Sergey Borisov. Flight, 1968. Photography. Courtesy Moscow Museum of Modern Art
A retrospective exhibition of the short-lived art group ‘Champions of the World’ is opening at the Moscow Modern Museum of Modern Art. During perestroika, these young artists challenged the rules and conventions set by the older generation of non-conformists.
In the history of Russian contemporary art, Mikhail Gorbachev’s perestroika marks the beginning of the end of many political, economic and social constructions. It was then that the Soviet Artists’ Union started to lose its power of censorship over the production of art and exhibitions and the bans that had once kept contemporary art confined to the underground were finally lifted. “Here and now” became the imperative of those young artists who took upon themselves the task of defining what constitutes art against the ideological logic of Socialist Realism, which had long since lost all contact with reality.
Hindsight has shown that the ‘Champions of the World’ – Gia Abramishvili (b. 1966), Igor Zaydel (b. 1966), Konstantin Latyshev (b. 1966), Boris Matrosov (b. 1965), Andrey Yakhnin (b. 1966) and sometimes with collaborators – most notably Konstantin Zvezdochetov (b. 1958) – was a collective that played a leading role as contemporary art began to define its own identity in the years after perestroika. All this despite the fact the group only lasted from 1986 to 1988.

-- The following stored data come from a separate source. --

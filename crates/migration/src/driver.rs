//! Async finality driver: proof fetch, header wait, report.
//!
//! One driver task runs per migration attempt once the release step is
//! confirmed. It never touches scheduler state directly; everything it learns
//! goes back to the emitter as a [`SchedulerEvent`].

use crate::{HeaderRegistry, MigrationConfig, MigrationError};
use shardrun_core::{Ledger, SchedulerEvent};
use shardrun_types::{ObjectKey, PartitionId, Proof, SignedHeader};
use std::sync::Arc;
use tokio::sync::mpsc;
use tokio::task::JoinHandle;
use tokio_util::sync::CancellationToken;
use tracing::{debug, error, warn};

/// Spawns and runs finality drivers for migrations.
#[derive(Clone)]
pub struct FinalityDriver {
    ledger: Arc<dyn Ledger>,
    registry: Arc<HeaderRegistry>,
    config: MigrationConfig,
    events: mpsc::UnboundedSender<SchedulerEvent>,
    shutdown: CancellationToken,
}

impl FinalityDriver {
    /// Create a driver reporting to `events`. Tasks stop without reporting
    /// once `shutdown` is cancelled.
    pub fn new(
        ledger: Arc<dyn Ledger>,
        registry: Arc<HeaderRegistry>,
        config: MigrationConfig,
        events: mpsc::UnboundedSender<SchedulerEvent>,
        shutdown: CancellationToken,
    ) -> Self {
        Self {
            ledger,
            registry,
            config,
            events,
            shutdown,
        }
    }

    /// Spawn the driver for one attempt of one migration.
    ///
    /// `key` is the logical key the emitter tracks; `ledger_key` is what the
    /// ledger knows the object as. Reports `FinalityPending` once the proof is
    /// in hand, then exactly one of `Move2Ready` or `MigrationAbandoned`.
    pub fn spawn(
        &self,
        key: ObjectKey,
        ledger_key: ObjectKey,
        source: PartitionId,
        attempt: u32,
    ) -> JoinHandle<()> {
        let driver = self.clone();
        tokio::spawn(async move {
            let outcome = tokio::select! {
                _ = driver.shutdown.cancelled() => return,
                outcome = driver.drive(key, ledger_key, source, attempt) => outcome,
            };

            let event = match outcome {
                Ok((proof, header)) => SchedulerEvent::Move2Ready {
                    key,
                    attempt,
                    proof,
                    header,
                },
                Err(e) => {
                    error!(%key, attempt, error = %e, "Migration finality failed");
                    SchedulerEvent::MigrationAbandoned {
                        key,
                        attempt,
                        reason: e.to_string(),
                    }
                }
            };
            // The emitter may already be gone during shutdown.
            let _ = driver.events.send(event);
        })
    }

    /// Fetch a proof from `source` and wait for the matching signed header.
    pub async fn drive(
        &self,
        key: ObjectKey,
        ledger_key: ObjectKey,
        source: PartitionId,
        attempt: u32,
    ) -> Result<(Proof, SignedHeader), MigrationError> {
        let proof = self.fetch_proof(key, ledger_key, source).await?;
        let height = proof.height;
        debug!(%key, attempt, height = height.0, "Proof fetched, awaiting signed header");
        let _ = self.events.send(SchedulerEvent::FinalityPending {
            key,
            attempt,
            height,
        });

        for wait in 1..=self.config.max_header_waits {
            let rx = self.registry.register(source, height);
            match tokio::time::timeout(self.config.header_timeout, rx).await {
                Ok(Ok(header)) => return Ok((proof, header)),
                Ok(Err(_)) => return Err(MigrationError::RegistryClosed { key }),
                Err(_) => {
                    warn!(
                        %key,
                        height = height.0,
                        wait,
                        timeout = ?self.config.header_timeout,
                        "Timed out waiting for signed header"
                    );
                }
            }
        }

        Err(MigrationError::HeaderTimeout {
            key,
            height,
            waits: self.config.max_header_waits,
        })
    }

    async fn fetch_proof(
        &self,
        key: ObjectKey,
        ledger_key: ObjectKey,
        source: PartitionId,
    ) -> Result<Proof, MigrationError> {
        let mut attempts = 0;
        loop {
            attempts += 1;
            match self.ledger.fetch_proof(source, ledger_key).await {
                Ok(proof) => return Ok(proof),
                Err(e) if e.is_transient() && attempts < self.config.proof_retries => {
                    let delay = self.config.proof_backoff_for(attempts);
                    warn!(%key, attempts, error = %e, ?delay, "Proof fetch failed, retrying");
                    tokio::time::sleep(delay).await;
                }
                Err(e) => {
                    return Err(MigrationError::ProofUnavailable {
                        key,
                        attempts,
                        reason: e.to_string(),
                    })
                }
            }
        }
    }
}

impl std::fmt::Debug for FinalityDriver {
    fn fmt(&self, f: &mut std::fmt::Formatter<'_>) -> std::fmt::Result {
        f.debug_struct("FinalityDriver")
            .field("config", &self.config)
            .finish_non_exhaustive()
    }
}

#[cfg(test)]
mod tests {
    use super::*;
    use shardrun_test_helpers::StubLedger;
    use shardrun_types::BlockHeight;
    use std::time::Duration;
    use tokio::time::Instant;

    const KEY: ObjectKey = ObjectKey::Id(42);
    const SOURCE: PartitionId = PartitionId(2);

    struct Harness {
        ledger: Arc<StubLedger>,
        registry: Arc<HeaderRegistry>,
        driver: FinalityDriver,
        events: mpsc::UnboundedReceiver<SchedulerEvent>,
        shutdown: CancellationToken,
    }

    fn harness(ledger: StubLedger, config: MigrationConfig) -> Harness {
        let ledger = Arc::new(ledger);
        let registry = Arc::new(HeaderRegistry::new(config.header_cache));
        let (tx, events) = mpsc::unbounded_channel();
        let shutdown = CancellationToken::new();
        let driver = FinalityDriver::new(
            ledger.clone(),
            registry.clone(),
            config,
            tx,
            shutdown.clone(),
        );
        Harness {
            ledger,
            registry,
            driver,
            events,
            shutdown,
        }
    }

    fn header(height: u64) -> SignedHeader {
        SignedHeader {
            partition: SOURCE,
            height: BlockHeight(height),
            blob: b"sig".to_vec(),
        }
    }

    fn fast_config() -> MigrationConfig {
        MigrationConfig::default()
            .with_header_timeout(Duration::from_secs(1))
            .with_max_header_waits(3)
            .with_proof_retries(3, Duration::from_millis(10))
    }

    #[tokio::test(start_paused = true)]
    async fn test_reports_move2_ready_with_proof_and_header() {
        let mut h = harness(StubLedger::new().with_proof_height(7), fast_config());
        h.registry.fulfill(header(7));

        h.driver.spawn(KEY, KEY, SOURCE, 1).await.unwrap();

        match h.events.recv().await.unwrap() {
            SchedulerEvent::FinalityPending {
                key,
                attempt,
                height,
            } => {
                assert_eq!((key, attempt, height), (KEY, 1, BlockHeight(7)));
            }
            other => panic!("unexpected event {}", other.type_name()),
        }
        match h.events.recv().await.unwrap() {
            SchedulerEvent::Move2Ready {
                attempt,
                proof,
                header,
                ..
            } => {
                assert_eq!(attempt, 1);
                assert_eq!(proof.height, BlockHeight(7));
                assert_eq!(header.height, BlockHeight(7));
            }
            other => panic!("unexpected event {}", other.type_name()),
        }
    }

    #[tokio::test(start_paused = true)]
    async fn test_transient_proof_failures_are_retried() {
        let mut h = harness(
            StubLedger::new().with_proof_height(3).with_proof_failures(2),
            fast_config(),
        );
        h.registry.fulfill(header(3));

        h.driver.spawn(KEY, KEY, SOURCE, 1).await.unwrap();

        assert_eq!(h.ledger.proof_calls(), 3);
        let _pending = h.events.recv().await.unwrap();
        assert!(matches!(
            h.events.recv().await.unwrap(),
            SchedulerEvent::Move2Ready { .. }
        ));
    }

    #[tokio::test(start_paused = true)]
    async fn test_proof_budget_exhausted_abandons() {
        let mut h = harness(StubLedger::new().with_proof_failures(10), fast_config());

        h.driver.spawn(KEY, KEY, SOURCE, 1).await.unwrap();

        assert_eq!(h.ledger.proof_calls(), 3);
        match h.events.recv().await.unwrap() {
            SchedulerEvent::MigrationAbandoned { key, attempt, .. } => {
                assert_eq!((key, attempt), (KEY, 1));
            }
            other => panic!("unexpected event {}", other.type_name()),
        }
    }

    #[tokio::test(start_paused = true)]
    async fn test_permanent_proof_error_not_retried() {
        let mut h = harness(StubLedger::new().rejecting_proofs(), fast_config());

        h.driver.spawn(KEY, KEY, SOURCE, 1).await.unwrap();

        assert_eq!(h.ledger.proof_calls(), 1);
        assert!(matches!(
            h.events.recv().await.unwrap(),
            SchedulerEvent::MigrationAbandoned { .. }
        ));
    }

    #[tokio::test(start_paused = true)]
    #[tracing_test::traced_test]
    async fn test_header_timeout_rewaits_and_sends_once() {
        let mut h = harness(StubLedger::new().with_proof_height(5), fast_config());
        let registry = h.registry.clone();

        let task = h.driver.spawn(KEY, KEY, SOURCE, 1);
        tokio::time::sleep(Duration::from_millis(1500)).await;
        registry.fulfill(header(5));
        task.await.unwrap();

        assert!(logs_contain("Timed out waiting for signed header"));

        let mut ready = 0;
        while let Ok(event) = h.events.try_recv() {
            if matches!(event, SchedulerEvent::Move2Ready { .. }) {
                ready += 1;
            }
        }
        assert_eq!(ready, 1);
        assert_eq!(h.registry.pending(), 0);
    }

    #[tokio::test(start_paused = true)]
    async fn test_header_never_arrives() {
        let mut h = harness(StubLedger::new().with_proof_height(5), fast_config());
        let started = Instant::now();

        h.driver.spawn(KEY, KEY, SOURCE, 2).await.unwrap();

        assert!(started.elapsed() >= Duration::from_secs(3));
        let _pending = h.events.recv().await.unwrap();
        match h.events.recv().await.unwrap() {
            SchedulerEvent::MigrationAbandoned {
                attempt, reason, ..
            } => {
                assert_eq!(attempt, 2);
                assert!(reason.contains("after 3 waits"));
            }
            other => panic!("unexpected event {}", other.type_name()),
        }
    }

    #[tokio::test(start_paused = true)]
    async fn test_shutdown_stops_without_report() {
        let mut h = harness(StubLedger::new().with_proof_height(5), fast_config());

        let task = h.driver.spawn(KEY, KEY, SOURCE, 1);
        tokio::time::sleep(Duration::from_millis(100)).await;
        h.shutdown.cancel();
        task.await.unwrap();

        let _pending = h.events.recv().await.unwrap();
        assert!(h.events.try_recv().is_err());
    }
}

Most of its members had met at school, when they were still practically kids. They had been introduced to contemporary art by a physics teacher, who had shown one of their members samizdat [self-published] literature by Moscow nonconformists. They were wild kids, who came from the streets and not the Academy of Fine Arts, not even from the kitchen of a communal flat. As a group, they were inspired by the legendary criminal gang ‘Black Cat’, saw themselves as some sort of punk or rock band with interchangeable roles of making art instead of music and, rather importantly, were disrespectful of rules just like kids playing football in the street.
Their main activity was that of performance and among their best known actions were: an attempt to wash rocks in Crimea for the sake of hygiene; reading poems in the language of gypsies, while physically bound together; burying their works just to dig them up them some months later. They also made quite a few paintings – many sadly now lost or destroyed through neglect – and some objects. Whatever they did, it was in the name of art and they believed in this with a fervor, not at all religious, but they questioned the principles of what art is and what it is not. Their art was an attempt to build a new language, more suited to perestroika, using words invented by the Moscow nonconformists of previous generations. In some ways, their performances could be seen as an answer – with a degree of irony – to the Collective Actions’ performances made in the previous decade. And their objects and paintings were a challenge to the canons and rules that characterize Russian contemporary art. Their art was more about living the process of making art, rather than creating a product. It did not matter who in the group made what, because there was never a question of authorship. The process of making was always more important. Furthermore, contrary to the Moscow conceptual school, which built in a strategy of survival to their archival activities, the ‘Champions of the World’ did not keep records of their work. Those were not times for survival, rather those were times for living in the “here and now”. Fortuitously, some of the works which have remained today were literally saved from the rubbish bin after the artists had thrown them away. Thirty years later, this light-hearted approach has been quite a challenge for the curators of the Moscow exhibition, French collector of Russian art Paquita Escofet Miro, Russian art critic Evgenia Gershkovich and art historian Olga Turchina.
After about three years of rather intense activity, the ‘Champions of the World’ simply stopped working together as a group. Contemporary art was changing. It was – inevitably – about to be sucked into the laws and jaws of the global art market. It ended, because, as Boris Matrosov once put it, the artist had become “a poet sitting behind the checkout”.